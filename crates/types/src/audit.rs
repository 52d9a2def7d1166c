//! Audit logging types for administrator actions.
//!
//! Each event captures who did what, to which visitor or appeal, and the
//! outcome. Events are written after the underlying store write commits, so
//! an audit record never describes a transition that did not happen.
//!
//! # Event Structure
//!
//! Every audit event includes:
//! - **Timestamp**: When the action occurred (UTC, RFC 3339)
//! - **Event ID**: UUID v4 for deduplication
//! - **Principal**: Administrator id, or `system` for automated repairs
//! - **Action**: Ban, unban, recategorize, purge, notes, appeal review
//! - **Resource**: Target visitor and/or appeal
//! - **Outcome**: Success or failure with detail

use chrono::Utc;
use serde::{Deserialize, Serialize};

use crate::types::{AppealId, BanCategory, VisitorId};

/// Outcome of an audited operation.
#[derive(Debug, Clone, PartialEq, Eq, Serialize, Deserialize)]
#[serde(rename_all = "snake_case")]
pub enum AuditOutcome {
    /// Operation completed successfully.
    Success,
    /// Operation failed with an error.
    Failed {
        /// Error code or category.
        code: String,
        /// Human-readable error description.
        detail: String,
    },
}

/// Auditable administrator actions.
#[derive(Debug, Clone, Copy, PartialEq, Eq, Serialize, Deserialize)]
#[serde(rename_all = "snake_case")]
pub enum AuditAction {
    // --- Access policy ---
    /// Visitor banned.
    Ban,
    /// Visitor unbanned.
    Unban,
    /// Ban category changed.
    Recategorize,
    /// Visitor purged.
    DeleteVisitor,
    /// Admin notes replaced.
    SetAdminNotes,
    /// Ban record repaired to match visitor status.
    ReconcileBanRecord,

    // --- Appeals ---
    /// Appeal marked reviewed.
    ReviewAppeal,
    /// Appeal approved or rejected.
    DecideAppeal,
}

impl AuditAction {
    /// Returns the action as a static string label.
    pub fn as_str(&self) -> &'static str {
        match self {
            Self::Ban => "ban",
            Self::Unban => "unban",
            Self::Recategorize => "recategorize",
            Self::DeleteVisitor => "delete_visitor",
            Self::SetAdminNotes => "set_admin_notes",
            Self::ReconcileBanRecord => "reconcile_ban_record",
            Self::ReviewAppeal => "review_appeal",
            Self::DecideAppeal => "decide_appeal",
        }
    }
}

/// The target resource of an audited operation.
#[derive(Debug, Clone, Default, PartialEq, Eq, Serialize, Deserialize)]
pub struct AuditResource {
    /// Target visitor (if applicable).
    #[serde(skip_serializing_if = "Option::is_none")]
    pub visitor_id: Option<VisitorId>,
    /// Target appeal (if applicable).
    #[serde(skip_serializing_if = "Option::is_none")]
    pub appeal_id: Option<AppealId>,
    /// Additional resource context (e.g., decision, repair kind).
    #[serde(skip_serializing_if = "Option::is_none")]
    pub detail: Option<String>,
}

impl AuditResource {
    /// Creates a resource targeting a visitor.
    pub fn visitor(visitor_id: VisitorId) -> Self {
        Self { visitor_id: Some(visitor_id), appeal_id: None, detail: None }
    }

    /// Creates a resource targeting an appeal about a visitor.
    pub fn appeal(appeal_id: AppealId, visitor_id: VisitorId) -> Self {
        Self { visitor_id: Some(visitor_id), appeal_id: Some(appeal_id), detail: None }
    }

    /// Adds a detail string to the resource.
    pub fn with_detail(mut self, detail: impl Into<String>) -> Self {
        self.detail = Some(detail.into());
        self
    }
}

/// A structured audit event.
#[derive(Debug, Clone, PartialEq, Eq, Serialize, Deserialize)]
pub struct AuditEvent {
    /// RFC 3339 UTC timestamp of the event.
    pub timestamp: String,
    /// Unique event identifier (UUID v4).
    pub event_id: String,
    /// Principal who performed the action.
    pub principal: String,
    /// The audited action.
    pub action: AuditAction,
    /// Target resource.
    pub resource: AuditResource,
    /// Operation outcome.
    pub outcome: AuditOutcome,
    /// Ban category in effect after the action (if applicable).
    #[serde(skip_serializing_if = "Option::is_none")]
    pub category: Option<BanCategory>,
    /// Reason given for the action (if applicable).
    #[serde(skip_serializing_if = "Option::is_none")]
    pub reason: Option<String>,
}

impl AuditEvent {
    /// Creates a successful event stamped with the current time and a fresh id.
    pub fn success(principal: impl Into<String>, action: AuditAction, resource: AuditResource) -> Self {
        Self {
            timestamp: Utc::now().to_rfc3339(),
            event_id: uuid::Uuid::new_v4().to_string(),
            principal: principal.into(),
            action,
            resource,
            outcome: AuditOutcome::Success,
            category: None,
            reason: None,
        }
    }

    /// Attaches the ban category.
    #[must_use]
    pub fn with_category(mut self, category: BanCategory) -> Self {
        self.category = Some(category);
        self
    }

    /// Attaches the reason.
    #[must_use]
    pub fn with_reason(mut self, reason: impl Into<String>) -> Self {
        self.reason = Some(reason.into());
        self
    }

    /// Replaces the outcome.
    #[must_use]
    pub fn with_outcome(mut self, outcome: AuditOutcome) -> Self {
        self.outcome = outcome;
        self
    }
}

#[cfg(test)]
#[allow(clippy::unwrap_used, clippy::expect_used)]
mod tests {
    use super::*;

    #[test]
    fn test_audit_action_as_str_matches_serde() {
        for action in [
            AuditAction::Ban,
            AuditAction::Unban,
            AuditAction::Recategorize,
            AuditAction::DeleteVisitor,
            AuditAction::SetAdminNotes,
            AuditAction::ReconcileBanRecord,
            AuditAction::ReviewAppeal,
            AuditAction::DecideAppeal,
        ] {
            let json = serde_json::to_string(&action).expect("serialize");
            assert_eq!(json, format!("\"{}\"", action.as_str()));
        }
    }

    #[test]
    fn test_audit_resource_appeal_carries_both_ids() {
        let appeal_id = AppealId::generate();
        let visitor_id = VisitorId::generate();
        let r = AuditResource::appeal(appeal_id, visitor_id).with_detail("approved");
        assert_eq!(r.appeal_id, Some(appeal_id));
        assert_eq!(r.visitor_id, Some(visitor_id));
        assert_eq!(r.detail.as_deref(), Some("approved"));
    }

    #[test]
    fn test_audit_event_skips_none_fields() {
        let event = AuditEvent::success(
            "admin1",
            AuditAction::Unban,
            AuditResource::visitor(VisitorId::generate()),
        );
        let json = serde_json::to_string(&event).expect("serialize");
        assert!(!json.contains("appeal_id"));
        assert!(!json.contains("category"));
        assert!(!json.contains("reason"));
        assert!(json.contains("\"success\""));
    }

    #[test]
    fn test_audit_outcome_failed_serde() {
        let outcome = AuditOutcome::Failed { code: "4002".to_string(), detail: "gone".to_string() };
        let json = serde_json::to_string(&outcome).expect("serialize");
        let back: AuditOutcome = serde_json::from_str(&json).expect("deserialize");
        assert_eq!(back, outcome);
    }
}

....................

HOW TO COMPLETE THIS TASK:
Copy whichever lines of the records above contain the word "derive".

RESULT FOR THIS EXERCISE:
#[derive(Debug, Clone, PartialEq, Eq, Serialize, Deserialize)]
#[derive(Debug, Clone, Copy, PartialEq, Eq, Serialize, Deserialize)]
#[derive(Debug, Clone, Default, PartialEq, Eq, Serialize, Deserialize)]
#[derive(Debug, Clone, PartialEq, Eq, Serialize, Deserialize)]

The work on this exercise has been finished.